I knew a few things about Leo Durocher before I cracked open the pages of Nice Guys Finish Last (just re-released in paperback by University of Chicago press).

I knew that he was such an irritant as a player and manager in the 1930s and 1940s that he once provoked Cubs pitcher Hi Bithorn to throw a pitch into the Brooklyn Dodgers dugout.

I knew that his language was so foul it would have made Bobby Knight blush.

I knew that he was essentially an unlikable guy. When Vin Scully, a man who never has a harsh word for anyone, heard Leo took a job in Japan he said: "It took the U.S. 35 years to get revenge for Pearl Harbor."

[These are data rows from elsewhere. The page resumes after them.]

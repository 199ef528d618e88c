pub mod delete_cast;
pub mod flag_cast;
pub mod lifetime;
pub mod moderation;
pub mod nearby;
pub mod put_cast;
pub mod time_serde;

mod error;
mod tiered;

pub use delete_cast::{DeleteCastRequest, DeleteCastResponse};
pub use error::{Error, Result};
pub use flag_cast::{FlagCastRequest, FlagCastResponse};
pub use lifetime::CastLifetimeResponse;
pub use moderation::{
	ModerateCastRequest, ModerateCastResponse, ModerateCreatorRequest, ModerateCreatorResponse,
};
pub use nearby::{CastSummary, NearbyCastsRequest, NearbyCastsResponse};
pub use put_cast::{PutCastRequest, PutCastResponse};

use std::sync::Arc;

use serde::{Deserialize, Serialize};

use nearcast_config::Config;
use nearcast_geo::SpatialIndex;
use nearcast_storage::store::{CastStore, CreatorStore};

#[derive(Clone)]
pub struct Stores {
	pub casts: Arc<dyn CastStore>,
	pub creators: Arc<dyn CreatorStore>,
}

pub struct NearcastService {
	pub cfg: Config,
	pub stores: Stores,
	pub spatial: Arc<dyn SpatialIndex>,
}
impl NearcastService {
	pub fn new(cfg: Config, stores: Stores, spatial: Arc<dyn SpatialIndex>) -> Self {
		Self { cfg, stores, spatial }
	}
}

#[derive(Clone, Copy, Debug, Deserialize, Serialize)]
pub struct Location {
	pub latitude: f64,
	pub longitude: f64,
	pub accuracy_m: Option<f64>,
}

pub(crate) fn validate_location(location: &Location) -> Result<()> {
	if !location.latitude.is_finite() || location.latitude.abs() > 90.0 {
		return Err(Error::InvalidRequest {
			message: "latitude must be within [-90, 90].".to_string(),
		});
	}
	if !location.longitude.is_finite() || location.longitude.abs() > 180.0 {
		return Err(Error::InvalidRequest {
			message: "longitude must be within [-180, 180].".to_string(),
		});
	}
	if let Some(accuracy) = location.accuracy_m
		&& (!accuracy.is_finite() || accuracy < 0.0)
	{
		return Err(Error::InvalidRequest {
			message: "accuracy_m must be zero or greater.".to_string(),
		});
	}

	Ok(())
}
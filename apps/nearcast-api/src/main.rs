use clap::Parser;

#[tokio::main]
async fn main() -> color_eyre::Result<()> {
	color_eyre::install()?;
	let args = nearcast_api::Args::parse();
	nearcast_api::run(args).await
}
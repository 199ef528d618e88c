use std::{
	env, fs,
	path::PathBuf,
	sync::atomic::{AtomicU64, Ordering},
	time::{SystemTime, UNIX_EPOCH},
};

use toml::Value;

use nearcast_config::{Config, Error};

const SAMPLE_CONFIG_TOML: &str = include_str!("fixtures/sample_config.toml");

static COUNTER: AtomicU64 = AtomicU64::new(0);

fn write_temp_config(contents: &str) -> PathBuf {
	let stamp = SystemTime::now().duration_since(UNIX_EPOCH).expect("Clock before epoch.");
	let unique = COUNTER.fetch_add(1, Ordering::Relaxed);
	let path = env::temp_dir()
		.join(format!("nearcast_config_{}_{}_{unique}.toml", std::process::id(), stamp.as_nanos()));

	fs::write(&path, contents).expect("Failed to write temp config.");

	path
}

fn sample_with<F>(mutate: F) -> String
where
	F: FnOnce(&mut toml::Table),
{
	let mut value: Value =
		toml::from_str(SAMPLE_CONFIG_TOML).expect("Failed to parse sample config.");
	let root = value.as_table_mut().expect("Sample config must be a table.");

	mutate(root);

	toml::to_string(&value).expect("Failed to render sample config.")
}

fn search_table(root: &mut toml::Table) -> &mut toml::Table {
	root.get_mut("search")
		.and_then(Value::as_table_mut)
		.expect("Sample config must include [search].")
}

fn load(contents: &str) -> Result<Config, Error> {
	let path = write_temp_config(contents);
	let result = nearcast_config::load(&path);

	fs::remove_file(&path).ok();

	result
}

#[test]
fn sample_config_loads() {
	let cfg = load(SAMPLE_CONFIG_TOML).expect("Sample config must validate.");

	assert_eq!(cfg.search.radius_doublings, 5);
	assert_eq!(cfg.search.base_tier_cap, 500);
	assert_eq!(cfg.search.tier_cap, 100);
	assert_eq!(cfg.search.max_covering_cells, 5);
}

#[test]
fn empty_log_level_normalizes_to_info() {
	let toml = sample_with(|root| {
		let service = root
			.get_mut("service")
			.and_then(Value::as_table_mut)
			.expect("Sample config must include [service].");

		service.insert("log_level".to_string(), Value::String("  ".to_string()));
	});
	let cfg = load(&toml).expect("Config with blank log level must validate.");

	assert_eq!(cfg.service.log_level, "info");
}

#[test]
fn zero_max_results_rejected() {
	let toml = sample_with(|root| {
		search_table(root).insert("max_results".to_string(), Value::Integer(0));
	});

	match load(&toml) {
		Err(Error::Validation { message }) => assert!(message.contains("max_results")),
		other => panic!("Expected validation error, got {other:?}"),
	}
}

#[test]
fn base_cap_below_tier_cap_rejected() {
	let toml = sample_with(|root| {
		let search = search_table(root);

		search.insert("base_tier_cap".to_string(), Value::Integer(50));
		search.insert("tier_cap".to_string(), Value::Integer(100));
	});

	match load(&toml) {
		Err(Error::Validation { message }) => assert!(message.contains("base_tier_cap")),
		other => panic!("Expected validation error, got {other:?}"),
	}
}

#[test]
fn non_positive_base_radius_rejected() {
	let toml = sample_with(|root| {
		search_table(root).insert("base_radius_m".to_string(), Value::Float(0.0));
	});

	assert!(matches!(load(&toml), Err(Error::Validation { .. })));
}

#[test]
fn zero_parallel_queries_rejected() {
	let toml = sample_with(|root| {
		search_table(root).insert("max_parallel_queries".to_string(), Value::Integer(0));
	});

	assert!(matches!(load(&toml), Err(Error::Validation { .. })));
}

#[test]
fn oversized_radius_ladder_rejected() {
	let toml = sample_with(|root| {
		search_table(root).insert("radius_doublings".to_string(), Value::Integer(17));
	});

	match load(&toml) {
		Err(Error::Validation { message }) => assert!(message.contains("radius_doublings")),
		other => panic!("Expected validation error, got {other:?}"),
	}
}

#[test]
fn zero_timeout_rejected() {
	let toml = sample_with(|root| {
		search_table(root).insert("default_timeout_ms".to_string(), Value::Integer(0));
	});

	assert!(matches!(load(&toml), Err(Error::Validation { .. })));
}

But most importantly, I knew Leo Durocher was the manager and wore No. 2 for the team of my childhood; the late 60s and early 70s Chicago Cubs.

What I didn't know about Leo Durocher was his almost sociopathic motto: "Do whatever you feel like doing whenever you feel like doing it, and everything will turn out just fine."

I learned that in Nice Guys Finish Last.

LeoD.jpgI also learned that despite his unlikable personality and foul mouth, Leo Durocher personally witnessed and experienced nearly every important event in baseball between the late 1920s and the early 1970s. Imagine getting behind-the-scenes reports from someone who absolutely doesn't care about stepping on toes.

That's Nice Guys Finish Last.


Durocher was a bench warmer on those great Babe Ruth-Lou Gehrig Yankee teams in the late 1920s, a spark plug for the legendary "Gas House Gang" in St. Louis in the 1930s, the manager of the Dodgers when the color line was broken in the 1940s, and the manager of the Giants in the 1950s when Willie Mays came to the majors and Bobby Thomson hit the shot heard 'round the world.

His stories about his run-ins with the baseball executives of the day, including Yankees owner Ed Barrow (Leo told him to "Go fuck yourself"), Cardinals owner Branch Rickey (the tightwad Bible-thumping baseball genius), Dodgers owner Lee McPhail (the manic-depressive lunatic), and Giants owner Horace Stoneham (the distant drunk), are almost inspiring in their iconoclastic furor.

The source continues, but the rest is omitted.